Blog Archives

Distributional evidence in CA is not evidence

2/14/2019

In recent years some Conversation Analysts have moved from a purely qualitative approach to a mixed-method approach, in which Conversation Analytic findings are combined with quantitative methods, such as experiments. In a special issue of Research on Language and Social Interaction from 2017 a large group of scholars showed how CA can be used in the lab to study phenomena like gaze, blinking and turn-taking.
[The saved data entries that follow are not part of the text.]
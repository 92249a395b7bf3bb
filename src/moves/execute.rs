use crate::board::castle_bits::*;
use crate::board::{Board, Color, EMPTY_SQ, Piece};
use crate::hash::zobrist::{ep_file_to_hash, xor_castling_rights_delta, zobrist_keys};
use crate::moves::magic::MagicTables;
use crate::moves::movegen::generate_pseudo_legal;
use crate::moves::square_control::{in_check, is_legal_castling};
use crate::moves::types::{Move, MoveBuffer, NullMoveUndo, Undo};
use crate::square::Square;

/// Precomputed castling rook moves by king destination index.
#[inline(always)]
fn rook_castle_squares(king_to_idx: u8) -> Option<(Square, Square)> {
    match king_to_idx {
        62 => Some((Square::from_index(63), Square::from_index(61))), // White O-O
        58 => Some((Square::from_index(56), Square::from_index(59))), // White O-O-O
        6 => Some((Square::from_index(7), Square::from_index(5))),    // Black O-O
        2 => Some((Square::from_index(0), Square::from_index(3))),    // Black O-O-O
        _ => None,
    }
}

#[inline(always)]
fn rights_mask_to_clear_for_rook(color: Color, rook_sq: u8) -> u8 {
    match (color, rook_sq) {
        (Color::White, 56) => CASTLE_WQ, // a1
        (Color::White, 63) => CASTLE_WK, // h1
        (Color::Black, 0) => CASTLE_BQ,  // a8
        (Color::Black, 7) => CASTLE_BK,  // h8
        _ => 0,
    }
}

/// Helper: clear a piece bit and table entry at `idx`.
#[inline(always)]
fn remove_piece(board: &mut Board, color: Color, piece: Piece, idx: usize) {
    let new_bb = board.bb(color, piece) & !(1u64 << idx);
    board.set_bb(color, piece, new_bb);
}

/// Helper: set a piece bit and table entry at `idx`.
#[inline(always)]
fn place_piece(board: &mut Board, color: Color, piece: Piece, idx: usize) {
    let new_bb = board.bb(color, piece) | (1u64 << idx);
    board.set_bb(color, piece, new_bb);
}

pub fn make_move_basic(board: &mut Board, mv: Move) -> Undo {
    let start_zobrist = board.zobrist; // captured for history
    let color = board.side_to_move;
    let piece = mv.piece;
    let from_idx = mv.from.index() as usize;
    let to_idx = mv.to.index() as usize;

    let prev_en_passant = board.en_passant;

    // If an EP file was in the hash (relaxed rule), XOR it OUT now (pre-move, pre-flip)
    if let Some(f) = ep_file_to_hash(board) {
        board.zobrist ^= zobrist_keys().ep_file[f as usize];
    }

    board.en_passant = None;
    let prev_halfmove_clock = board.halfmove_clock;
    let prev_fullmove_number = board.fullmove_number;

    // Capture
    let mut capture = None;

    if mv.is_en_passant() {
        let cap_sq = if color == Color::White {
            to_idx + 8
        } else {
            to_idx - 8
        };
        capture = Some((
            color.opposite(),
            Piece::Pawn,
            Square::from_index(cap_sq as u8),
        ));
        remove_piece(board, color.opposite(), Piece::Pawn, cap_sq);
    } else {
        let occupant = board.piece_on_sq[to_idx];
        if occupant != EMPTY_SQ {
            let cap_color = Color::from_u8(occupant >> 3);
            let cap_piece = Piece::from_u8(occupant & 0b111);
            capture = Some((cap_color, cap_piece, mv.to));
            remove_piece(board, cap_color, cap_piece, to_idx);
        }
    }

    // Snapshot undo info
    let mut undo = Undo {
        from: mv.from,
        to: mv.to,
        piece,
        color,
        prev_side: color,
        capture,
        castling_rook: None,
        prev_castling_rights: board.castling_rights,
        promotion: None,
        prev_en_passant,
        prev_halfmove_clock,
        prev_fullmove_number,
        prev_history: None,
    };

    let old_rights = board.castling_rights;

    if mv.is_castling() {
        if let Some((rf, rt)) = rook_castle_squares(to_idx as u8) {
            undo.castling_rook = Some((rf, rt));
        }
    } else {
        undo.castling_rook = None;
    }

    if piece == Piece::Pawn {
        let from_rank = from_idx / 8;
        let to_rank = to_idx / 8;
        if (color == Color::White && from_rank == 6 && to_rank == 4)
            || (color == Color::Black && from_rank == 1 && to_rank == 3)
        {
            let ep_sq = if color == Color::White {
                from_idx - 8
            } else {
                from_idx + 8
            };
            board.en_passant = Some(Square::from_index(ep_sq as u8));

            let ep_rank = ep_sq / 8;
            debug_assert!(
                (color == Color::White && ep_rank == 5) || (color == Color::Black && ep_rank == 2),
                "EP square on wrong rank: {:?} (ep_rank={}, color={:?})",
                Square::from_index(ep_sq as u8),
                ep_rank,
                color
            );
        }
    }

    // Compute all rights to clear for this move
    let mut mask_to_clear: u8 = 0;

    // (i) King moved → clear both for that color
    if piece == Piece::King {
        mask_to_clear |= match color {
            Color::White => CASTLE_WK | CASTLE_WQ,
            Color::Black => CASTLE_BK | CASTLE_BQ,
        };
    }

    // (ii) Rook moved from a corner → clear that side's right
    if piece == Piece::Rook {
        mask_to_clear |= rights_mask_to_clear_for_rook(color, mv.from.index());
    }

    // (iii) Captured a rook on its original corner → clear that side's right
    if let Some((cap_color, cap_piece, cap_sq)) = capture
        && cap_piece == Piece::Rook
    {
        mask_to_clear |= rights_mask_to_clear_for_rook(cap_color, cap_sq.index());
    }

    // Apply rights change ONCE and update hash via delta
    let new_rights = old_rights & !mask_to_clear;
    if new_rights != old_rights {
        board.castling_rights = new_rights;
        xor_castling_rights_delta(&mut board.zobrist, zobrist_keys(), old_rights, new_rights);
    }

    // Move the king
    remove_piece(board, color, piece, from_idx);

    if let Some(prom) = mv.promotion {
        debug_assert!(piece == Piece::Pawn, "Only pawns can promote");
        place_piece(board, color, prom, to_idx);
        undo.promotion = Some(prom);
    } else {
        // Normal (non-promotion) move
        place_piece(board, color, piece, to_idx);
    }

    // Move the rook if castling
    if let Some((rook_from, rook_to)) = undo.castling_rook {
        let rf = rook_from.index() as usize;
        let rt = rook_to.index() as usize;
        remove_piece(board, color, Piece::Rook, rf);
        place_piece(board, color, Piece::Rook, rt);
    }

    if capture.is_some() || piece == Piece::Pawn {
        board.halfmove_clock = 0;
    } else {
        board.halfmove_clock = prev_halfmove_clock + 1;
    }
    if color == Color::Black {
        board.fullmove_number = prev_fullmove_number + 1;
    }

    // Flip side-to-move
    board.side_to_move = color.opposite();
    board.zobrist ^= zobrist_keys().side_to_move;

    if let Some(f) = ep_file_to_hash(board) {
        board.zobrist ^= zobrist_keys().ep_file[f as usize];
    }

    #[cfg(debug_assertions)]
    debug_assert_valid_ep(board);

    // ---- Zobrist history (push PRE-move; truncate on irreversible) ----
    let irreversible = capture.is_some() || piece == Piece::Pawn || mv.promotion.is_some();

    // If irreversible, save the pre-move history so undo can restore it.
    let saved = if irreversible {
        Some(board.history.clone())
    } else {
        None
    };

    // If irreversible, we logically "reset" the history.
    if irreversible {
        board.history.clear();
    }

    // Always push the PRE-MOVE (start_zobrist) key into history
    board.history.push(start_zobrist);

    // Stash in undo so undo_move_basic can restore on irreversible
    undo.prev_history = saved;

    #[cfg(all(debug_assertions, feature = "paranoid_hash"))]
    {
        let full = board.compute_zobrist_full();
        let diff = board.zobrist ^ full;
        eprintln!("HASH DIFF: stored ^ full = 0x{:016x}", diff);

        let kz = zobrist_keys();

        // Check EP candidates
        for f in 0..8 {
            if diff == kz.ep_file[f] {
                eprintln!("Looks like EP file mismatch: file {}", f);
            }
        }
        if diff == kz.side_to_move {
            eprintln!("Side-to-move bit mismatch");
        }

        // (Optional) quickly check castling deltas
        if diff != 0 {
            for cur in 0u8..16 {
                for prev in 0u8..16 {
                    let mut z = 0u64;
                    xor_castling_rights_delta(&mut z, kz, cur, prev);
                    if z == diff {
                        eprintln!("Castling delta mismatch cur={} prev={}", cur, prev);
                    }
                }
            }
        }
    }

    #[cfg(debug_assertions)]
    board.assert_hash();

    undo
}

pub fn undo_move_basic(board: &mut Board, undo: Undo) {
    // If the current position has an EP file included, XOR it OUT first (pre-flip)
    if let Some(f) = ep_file_to_hash(board) {
        board.zobrist ^= zobrist_keys().ep_file[f as usize];
    }

    // ---- Flip side back (hash + state) ----
    board.side_to_move = undo.prev_side;
    board.zobrist ^= zobrist_keys().side_to_move;

    // ---- Castling rights: apply HASH DELTA (cur -> prev), then assign ----
    let kz = zobrist_keys();
    let cur = board.castling_rights;
    let prev = undo.prev_castling_rights;
    if cur != prev {
        xor_castling_rights_delta(&mut board.zobrist, kz, cur, prev);
        board.castling_rights = prev;
    } else {
        // keep them equal explicitly (no hash change)
        board.castling_rights = prev;
    }

    // ---- Restore clocks ----
    board.halfmove_clock = undo.prev_halfmove_clock;
    board.fullmove_number = undo.prev_fullmove_number;

    let from_idx = undo.from.index() as usize;
    let to_idx = undo.to.index() as usize;

    // ---- Undo the moved piece (and promotion if any) ----
    if let Some(prom) = undo.promotion {
        // The piece on 'to' is the promoted piece; remove it, restore a pawn at 'from'
        remove_piece(board, undo.color, prom, to_idx);
        place_piece(board, undo.color, Piece::Pawn, from_idx);
    } else {
        // Normal move back
        remove_piece(board, undo.color, undo.piece, to_idx);
        place_piece(board, undo.color, undo.piece, from_idx);
    }

    // ---- Undo capture (including EP capture, since undo.capture holds the pawn's square) ----
    if let Some((cap_color, cap_piece, cap_sq)) = undo.capture {
        let ci = cap_sq.index() as usize;
        place_piece(board, cap_color, cap_piece, ci);
    }

    // ---- Undo castling rook, if this was a castle ----
    if let Some((rook_from, rook_to)) = undo.castling_rook {
        let rf = rook_from.index() as usize;
        let rt = rook_to.index() as usize;
        remove_piece(board, undo.color, Piece::Rook, rt);
        place_piece(board, undo.color, Piece::Rook, rf);
    }

    // ---- Restore prior EP square and, if it now contributes, XOR it IN ----
    board.en_passant = undo.prev_en_passant;
    if let Some(f) = ep_file_to_hash(board) {
        board.zobrist ^= kz.ep_file[f as usize];
    }

    #[cfg(debug_assertions)]
    debug_assert_valid_ep(board);

    // Pop the pre-move key pushed at make(), restoring the full snapshot on
    // an irreversible move.
    let _ = board.history.pop();

    if let Some(prev) = undo.prev_history {
        board.history = prev;
    }

    #[cfg(debug_assertions)]
    board.assert_hash();
}

pub fn make_null_move(board: &mut Board) -> NullMoveUndo {
    // Push current hash before null move
    board.history.push(board.zobrist);
    let undo = NullMoveUndo {
        prev_en_passant: board.en_passant,
        prev_halfmove_clock: board.halfmove_clock,
        prev_side: board.side_to_move,
    };

    // If an EP file was in the hash, XOR it OUT now
    if let Some(f) = ep_file_to_hash(board) {
        board.zobrist ^= zobrist_keys().ep_file[f as usize];
    }

    board.en_passant = None;

    // Switch side
    let color = board.side_to_move;
    board.side_to_move = color.opposite();
    board.zobrist ^= zobrist_keys().side_to_move;

    undo
}

pub fn undo_null_move(board: &mut Board, undo: NullMoveUndo) {
    // Restore side
    board.side_to_move = undo.prev_side;
    board.zobrist ^= zobrist_keys().side_to_move;

    // Restore EP
    board.en_passant = undo.prev_en_passant;
    if let Some(f) = ep_file_to_hash(board) {
        board.zobrist ^= zobrist_keys().ep_file[f as usize];
    }

    // Restore clock
    board.halfmove_clock = undo.prev_halfmove_clock;

    // Pop the hash we pushed
    board.history.pop();
}

pub fn generate_legal(
    board: &mut Board,
    tables: &MagicTables,
    moves: &mut impl MoveBuffer,
    scratch: &mut impl MoveBuffer,
) {
    scratch.clear();
    generate_pseudo_legal(board, tables, scratch);
    moves.clear();

    for mv in scratch.iter().copied() {
        if mv.is_castling() && !is_legal_castling(board, mv, tables) {
            continue;
        }
        let mover = board.side_to_move;
        let undo = make_move_basic(board, mv);
        let illegal = in_check(board, mover, tables);
        undo_move_basic(board, undo);
        if !illegal {
            moves.push(mv);
        }
    }
}

/// Check if a pseudo-legal move is legal (doesn't leave own king in check).
/// For castling moves, this also checks that the king doesn't pass through check.
#[inline]
pub fn is_legal_move(board: &mut Board, mv: Move, tables: &MagicTables) -> bool {
    if mv.is_castling() {
        return is_legal_castling(board, mv, tables);
    }
    let mover = board.side_to_move;
    let undo = make_move_basic(board, mv);
    let illegal = in_check(board, mover, tables);
    undo_move_basic(board, undo);
    !illegal
}

/// Generate only legal capture moves (the captures-only mode quiescence uses).
pub fn generate_captures(
    board: &mut Board,
    tables: &MagicTables,
    moves: &mut impl MoveBuffer,
    scratch: &mut impl MoveBuffer,
) {
    scratch.clear();
    generate_pseudo_legal(board, tables, scratch);

    moves.clear();
    for &mv in scratch.iter() {
        if !mv.is_capture() {
            continue;
        }

        let mover = board.side_to_move;
        let undo = make_move_basic(board, mv);
        let legal = !in_check(board, mover, tables);
        undo_move_basic(board, undo);

        if legal {
            moves.push(mv);
        }
    }
}

#[cfg(debug_assertions)]
#[inline]
pub(crate) fn debug_assert_valid_ep(board: &Board) {
    if let Some(ep) = board.en_passant {
        let ep_idx = ep.index() as usize;
        let ep_rank = ep_idx / 8;
        // File sanity (redundant if Square guarantees 0..63, but cheap in debug):
        let ep_file = ep_idx % 8;
        debug_assert!(ep_file <= 7, "EP file out of range: {}", ep_file);

        match board.side_to_move {
            Color::White => {
                // Black just double-pushed → EP should be on rank 6 (row index 2)
                debug_assert!(
                    ep_rank == 2,
                    "EP must be on rank 6 (row=2) when White is to move, got row {} at {:?}",
                    ep_rank,
                    ep
                );
            }
            Color::Black => {
                // White just double-pushed → EP should be on rank 3 (row index 5)
                debug_assert!(
                    ep_rank == 5,
                    "EP must be on rank 3 (row=5) when Black is to move, got row {} at {:?}",
                    ep_rank,
                    ep
                );
            }
        }
    }
}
De Ruiter and Albert go on to argue that the viability of CA as a method in essence relies on scholars connecting to other fields, combinging the strengths of different methodologies. Similarly in 2015 Tanya Stivers made an appeal that coding of data is not heretical for CA, which is a fundamental step to subsequently doing many experimental studies. While I applaud integration of methods—a point I argue for interactional linguistics in my dissertation—there is one crucial methodological point that bears pointing out.

Distributional evidence

The first question we ask is whether coding is possible at all. As Stivers herself points out, coding massively reduces the complexity of a phenomenon under investigation, while CA's primary strength is in explicating a phenomenon in all its complexity. But, she goes on to argue, conversation analysts already code, albeit not in the way we may typically understand coding. We study specific practices in specific sequential environments: "characterizations of practices are necessarilly specific with respect to composition and poition. And subtypes of practices are further specified." These features could serve as a basis for formal coding.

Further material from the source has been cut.